TripCraft: A Benchmark for Spatio-Temporally Fine Grained Travel Planning
Soumyabrata Chaudhuri, Pranav Purkar, Ritwik Raghav, Shubhojit Mallick, Manish Gupta, Abhik Jana, Shreya Ghosh
TL;DR
TripCraft tackles the gap between real world travel constraints and LLM generated itineraries by constructing a high fidelity, constraint aware travel planning benchmark. It combines transit schedules, events, attractions, and persona factors for 1000 queries across 140 U.S. cities, and introduces five continuous evaluation metrics to assess meal timing, attraction durations, travel efficiency, sequencing, and persona alignment. The dataset includes gold standard plans annotated by 25 humans, enabling fine-grained assessment beyond binary feasibility.
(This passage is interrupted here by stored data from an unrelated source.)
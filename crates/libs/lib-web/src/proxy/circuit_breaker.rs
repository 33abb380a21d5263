//! # Circuit Breaker
//!
//! Per-upstream circuit breaker. Stops sending requests to an upstream that keeps failing.
//!
//! States:
//! - Closed: normal operation, requests pass through
//! - Open: upstream is failing, requests are rejected immediately
//! - Half-Open: the open period elapsed, requests pass to test recovery
//!
//! Transport errors, timeouts and 5xx responses count as failures.

use serde::Serialize;
use std::collections::{HashMap, HashSet};
use std::sync::{Arc, Mutex, RwLock};
use std::time::{Duration, Instant};
use thiserror::Error;

#[derive(Debug, Clone, Copy, PartialEq, Eq, Serialize)]
#[serde(rename_all = "snake_case")]
pub enum CircuitState {
    Closed,
    Open,
    HalfOpen,
}

#[derive(Debug, Clone, Copy)]
pub struct CircuitBreakerConfig {
    /// Consecutive failures that open a closed circuit.
    pub failure_threshold: u32,
    /// Successes in half-open needed to close the circuit again.
    pub success_threshold: u32,
    /// Time an open circuit rejects requests before trying half-open.
    pub open_duration: Duration,
}

#[derive(Debug, Error)]
pub enum CircuitBreakerError {
    #[error("circuit breaker is open")]
    CircuitOpen,
}

#[derive(Debug)]
struct BreakerInner {
    state: CircuitState,
    failure_count: u32,
    success_count: u32,
    opened_at: Option<Instant>,
}

/// Circuit breaker for one upstream.
#[derive(Debug)]
pub struct CircuitBreaker {
    config: CircuitBreakerConfig,
    inner: Mutex<BreakerInner>,
}

impl CircuitBreaker {
    pub fn new(config: CircuitBreakerConfig) -> Self {
        Self {
            config,
            inner: Mutex::new(BreakerInner {
                state: CircuitState::Closed,
                failure_count: 0,
                success_count: 0,
                opened_at: None,
            }),
        }
    }

    fn lock(&self) -> std::sync::MutexGuard<'_, BreakerInner> {
        self.inner.lock().unwrap_or_else(|poisoned| poisoned.into_inner())
    }

    /// `Ok` when the request may proceed. An open circuit whose period elapsed moves to
    /// half-open here.
    pub fn allow_request(&self) -> Result<(), CircuitBreakerError> {
        let mut inner = self.lock();

        match inner.state {
            CircuitState::Closed | CircuitState::HalfOpen => Ok(()),
            CircuitState::Open => {
                let elapsed = inner.opened_at.map(|t| t.elapsed());
                if elapsed.is_some_and(|e| e >= self.config.open_duration) {
                    inner.state = CircuitState::HalfOpen;
                    inner.success_count = 0;
                    tracing::info!("[CIRCUIT] Transitioning to half-open");
                    Ok(())
                } else {
                    Err(CircuitBreakerError::CircuitOpen)
                }
            }
        }
    }

    pub fn record_success(&self) {
        let mut inner = self.lock();

        match inner.state {
            CircuitState::Closed => inner.failure_count = 0,
            CircuitState::HalfOpen => {
                inner.success_count += 1;
                if inner.success_count >= self.config.success_threshold {
                    inner.state = CircuitState::Closed;
                    inner.failure_count = 0;
                    inner.success_count = 0;
                    inner.opened_at = None;
                    tracing::info!("[CIRCUIT] Closed after successful recovery");
                }
            }
            CircuitState::Open => {}
        }
    }

    pub fn record_failure(&self) {
        let mut inner = self.lock();

        match inner.state {
            CircuitState::Closed => {
                inner.failure_count += 1;
                if inner.failure_count >= self.config.failure_threshold {
                    inner.state = CircuitState::Open;
                    inner.opened_at = Some(Instant::now());
                    tracing::warn!(
                        failure_count = inner.failure_count,
                        threshold = self.config.failure_threshold,
                        "[CIRCUIT] Opened due to failures"
                    );
                }
            }
            CircuitState::HalfOpen => {
                inner.state = CircuitState::Open;
                inner.opened_at = Some(Instant::now());
                inner.success_count = 0;
                tracing::warn!("[CIRCUIT] Reopened after failure in half-open state");
            }
            CircuitState::Open => {}
        }
    }

    pub fn state(&self) -> CircuitState {
        self.lock().state
    }

    pub fn failure_count(&self) -> u32 {
        self.lock().failure_count
    }
}

// region: --- Registry

#[derive(Debug, Clone, Serialize)]
pub struct CircuitSnapshot {
    pub upstream: String,
    pub state: CircuitState,
    pub failures: u32,
}

/// One breaker per upstream base URL, created on first use.
pub struct CircuitBreakers {
    config: CircuitBreakerConfig,
    breakers: RwLock<HashMap<String, Arc<CircuitBreaker>>>,
}

impl CircuitBreakers {
    pub fn new(config: CircuitBreakerConfig) -> Self {
        Self {
            config,
            breakers: RwLock::new(HashMap::new()),
        }
    }

    pub fn get(&self, upstream: &str) -> Arc<CircuitBreaker> {
        {
            let breakers = self.breakers.read().unwrap_or_else(|p| p.into_inner());
            if let Some(breaker) = breakers.get(upstream) {
                return breaker.clone();
            }
        }

        let mut breakers = self.breakers.write().unwrap_or_else(|p| p.into_inner());
        breakers
            .entry(upstream.to_string())
            .or_insert_with(|| Arc::new(CircuitBreaker::new(self.config)))
            .clone()
    }

    /// Drop breakers for upstreams no longer in `live`.
    pub fn retain_live(&self, live: &HashSet<&str>) {
        let mut breakers = self.breakers.write().unwrap_or_else(|p| p.into_inner());
        breakers.retain(|upstream, _| live.contains(upstream.as_str()));
    }

    /// State of every known upstream, sorted by URL.
    pub fn snapshot(&self) -> Vec<CircuitSnapshot> {
        let breakers = self.breakers.read().unwrap_or_else(|p| p.into_inner());
        let mut out: Vec<CircuitSnapshot> = breakers
            .iter()
            .map(|(upstream, breaker)| CircuitSnapshot {
                upstream: upstream.clone(),
                state: breaker.state(),
                failures: breaker.failure_count(),
            })
            .collect();
        out.sort_by(|a, b| a.upstream.cmp(&b.upstream));
        out
    }
}

// endregion: --- Registry

#[cfg(test)]
mod tests {
    use super::*;

    fn config(open_ms: u64) -> CircuitBreakerConfig {
        CircuitBreakerConfig {
            failure_threshold: 3,
            success_threshold: 2,
            open_duration: Duration::from_millis(open_ms),
        }
    }

    #[test]
    fn test_opens_after_threshold_and_fails_fast() {
        let breaker = CircuitBreaker::new(config(60_000));
        for _ in 0..2 {
            breaker.record_failure();
            assert!(breaker.allow_request().is_ok());
        }
        breaker.record_failure();
        assert_eq!(breaker.state(), CircuitState::Open);
        assert!(breaker.allow_request().is_err());
    }

    #[test]
    fn test_success_resets_failure_count_when_closed() {
        let breaker = CircuitBreaker::new(config(60_000));
        breaker.record_failure();
        breaker.record_failure();
        breaker.record_success();
        breaker.record_failure();
        assert_eq!(breaker.state(), CircuitState::Closed);
        assert_eq!(breaker.failure_count(), 1);
    }

    #[test]
    fn test_half_open_recovers_after_successes() {
        let breaker = CircuitBreaker::new(config(10));
        for _ in 0..3 {
            breaker.record_failure();
        }
        std::thread::sleep(Duration::from_millis(20));

        assert!(breaker.allow_request().is_ok());
        assert_eq!(breaker.state(), CircuitState::HalfOpen);
        breaker.record_success();
        assert_eq!(breaker.state(), CircuitState::HalfOpen);
        breaker.record_success();
        assert_eq!(breaker.state(), CircuitState::Closed);
    }

    #[test]
    fn test_half_open_failure_reopens() {
        let breaker = CircuitBreaker::new(config(10));
        for _ in 0..3 {
            breaker.record_failure();
        }
        std::thread::sleep(Duration::from_millis(20));
        assert!(breaker.allow_request().is_ok());

        breaker.record_failure();
        assert_eq!(breaker.state(), CircuitState::Open);
        assert!(breaker.allow_request().is_err());
    }

    #[test]
    fn test_registry_shares_breaker_per_upstream() {
        let breakers = CircuitBreakers::new(config(60_000));
        let a = breakers.get("http://a");
        for _ in 0..3 {
            a.record_failure();
        }
        assert_eq!(breakers.get("http://a").state(), CircuitState::Open);
        assert_eq!(breakers.get("http://b").state(), CircuitState::Closed);

        let snapshot = breakers.snapshot();
        assert_eq!(snapshot.len(), 2);
        assert_eq!(snapshot[0].upstream, "http://a");
        assert_eq!(snapshot[0].state, CircuitState::Open);
    }

    #[test]
    fn test_retain_live_drops_retired_upstreams() {
        let breakers = CircuitBreakers::new(config(60_000));
        breakers.get("http://a");
        breakers.get("http://b");

        breakers.retain_live(&HashSet::from(["http://b"]));

        let snapshot = breakers.snapshot();
        assert_eq!(snapshot.len(), 1);
        assert_eq!(snapshot[0].upstream, "http://b");
    }
}
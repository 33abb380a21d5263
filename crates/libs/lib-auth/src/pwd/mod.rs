//! # Password Hashing
//!
//! Password hashing and verification using Argon2.

use argon2::{
    password_hash::{rand_core::OsRng, PasswordHash, PasswordHasher, PasswordVerifier, SaltString},
    Argon2,
};

use std::sync::OnceLock;

pub const MIN_PASSWORD_LEN: usize = 8;

static DECOY_HASH: OnceLock<String> = OnceLock::new();

/// Hash a password using the Argon2 algorithm.
pub fn hash_password(password: &str) -> Result<String, String> {
    lib_utils::validate_min_length(password, MIN_PASSWORD_LEN, "Password")?;

    let salt = SaltString::generate(&mut OsRng);

    Argon2::default()
        .hash_password(password.as_bytes(), &salt)
        .map(|hash| hash.to_string())
        .map_err(|e| format!("Failed to hash password: {}", e))
}

/// Verify a plaintext password against a stored Argon2 hash.
///
/// An empty or unparsable stored hash never verifies (e.g. accounts without a password).
pub fn verify_password(password: &str, hash: &str) -> bool {
    match PasswordHash::new(hash) {
        Ok(parsed) => Argon2::default()
            .verify_password(password.as_bytes(), &parsed)
            .is_ok(),
        Err(_) => false,
    }
}

/// Spend one Argon2 verification against a random hash. Unknown identities call this so they
/// cost the same as a wrong password.
pub fn verify_decoy(password: &str) {
    let hash = DECOY_HASH
        .get_or_init(|| hash_password(&lib_utils::random_key(32)).unwrap_or_default());
    let _ = verify_password(password, hash);
}

#[cfg(test)]
mod tests {
    use super::*;

    #[test]
    fn test_password_hashing() {
        let password = "TestPassword123!";
        let hash = hash_password(password)
            .expect("Password hashing should succeed for valid password");

        assert!(verify_password(password, &hash));
        assert!(!verify_password("WrongPassword", &hash));
    }

    #[test]
    fn test_password_too_short() {
        let result = hash_password("short");

        assert_eq!(
            result.expect_err("Hash should fail for short password"),
            "Password must be at least 8 characters"
        );
    }

    #[test]
    fn test_unusable_stored_hash_never_verifies() {
        assert!(!verify_password("anything", ""));
        assert!(!verify_password("anything", "not-a-phc-string"));
    }

    #[test]
    fn test_decoy_hash_is_argon2() {
        verify_decoy("TestPassword123!");
        assert!(DECOY_HASH.get().is_some_and(|h| h.starts_with("$argon2")));
    }
}
//! Dispatcher counters, exposed on `/metrics`.

use serde::Serialize;
use std::sync::atomic::{AtomicU64, Ordering};

#[derive(Debug, Default)]
pub struct DispatchCounters {
    total: AtomicU64,
    forwarded: AtomicU64,
    rejected: AtomicU64,
    unmatched: AtomicU64,
    upstream_failures: AtomicU64,
}

#[derive(Debug, Clone, Copy, Default, Serialize, PartialEq, Eq)]
pub struct DispatchSnapshot {
    pub total: u64,
    pub forwarded: u64,
    pub rejected: u64,
    pub unmatched: u64,
    pub upstream_failures: u64,
}

/// How one dispatched request ended.
#[derive(Debug, Clone, Copy, PartialEq, Eq)]
pub enum Outcome {
    Forwarded,
    Rejected,
    Unmatched,
    UpstreamFailure,
}

impl DispatchCounters {
    pub fn record(&self, outcome: Outcome) {
        self.total.fetch_add(1, Ordering::Relaxed);
        let counter = match outcome {
            Outcome::Forwarded => &self.forwarded,
            Outcome::Rejected => &self.rejected,
            Outcome::Unmatched => &self.unmatched,
            Outcome::UpstreamFailure => &self.upstream_failures,
        };
        counter.fetch_add(1, Ordering::Relaxed);
    }

    pub fn snapshot(&self) -> DispatchSnapshot {
        DispatchSnapshot {
            total: self.total.load(Ordering::Relaxed),
            forwarded: self.forwarded.load(Ordering::Relaxed),
            rejected: self.rejected.load(Ordering::Relaxed),
            unmatched: self.unmatched.load(Ordering::Relaxed),
            upstream_failures: self.upstream_failures.load(Ordering::Relaxed),
        }
    }
}

#[cfg(test)]
mod tests {
    use super::*;

    #[test]
    fn test_outcomes_add_up_to_total() {
        let counters = DispatchCounters::default();
        counters.record(Outcome::Forwarded);
        counters.record(Outcome::Forwarded);
        counters.record(Outcome::Rejected);
        counters.record(Outcome::UpstreamFailure);

        let snap = counters.snapshot();
        assert_eq!(snap.total, 4);
        assert_eq!(snap.forwarded, 2);
        assert_eq!(snap.rejected, 1);
        assert_eq!(snap.unmatched, 0);
        assert_eq!(snap.upstream_failures, 1);
    }
}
Experiments with GPT-4o show that parameter informed prompting improves certain objective metrics such as meal scheduling, while also revealing trade-offs with constraint adherence, establishing TripCraft as a practical benchmark for advancing AI driven itinerary generation.
Abstract
Recent advancements in probing Large Language Models (LLMs) have explored their latent potential as personalized travel planning agents, yet existing benchmarks remain limited in real world applicability. Existing datasets, such as TravelPlanner and TravelPlanner+, suffer from semi synthetic data reliance, spatial inconsistencies, and a lack of key travel constraints, making them inadequate for practical itinerary generation. To address these gaps, we introduce TripCraft, a spatiotemporally coherent travel planning dataset that integrates real world constraints, including public transit schedules, event availability, diverse attraction categories, and user personas for enhanced personalization. To evaluate LLM generated plans beyond existing binary validation methods, we propose five continuous evaluation metrics, namely Temporal Meal Score, Temporal Attraction Score, Spatial Score, Ordering Score, and Persona Score which assess itinerary quality across multiple dimensions. Our parameter informed setting significantly enhances meal scheduling, improving the Temporal Meal Score from 61% to 80% in a 7 day scenario. TripCraft establishes a new benchmark for LLM driven personalized travel planning, offering a more realistic, constraint aware framework for itinerary generation. Dataset and Codebase will be made publicly available upon acceptance.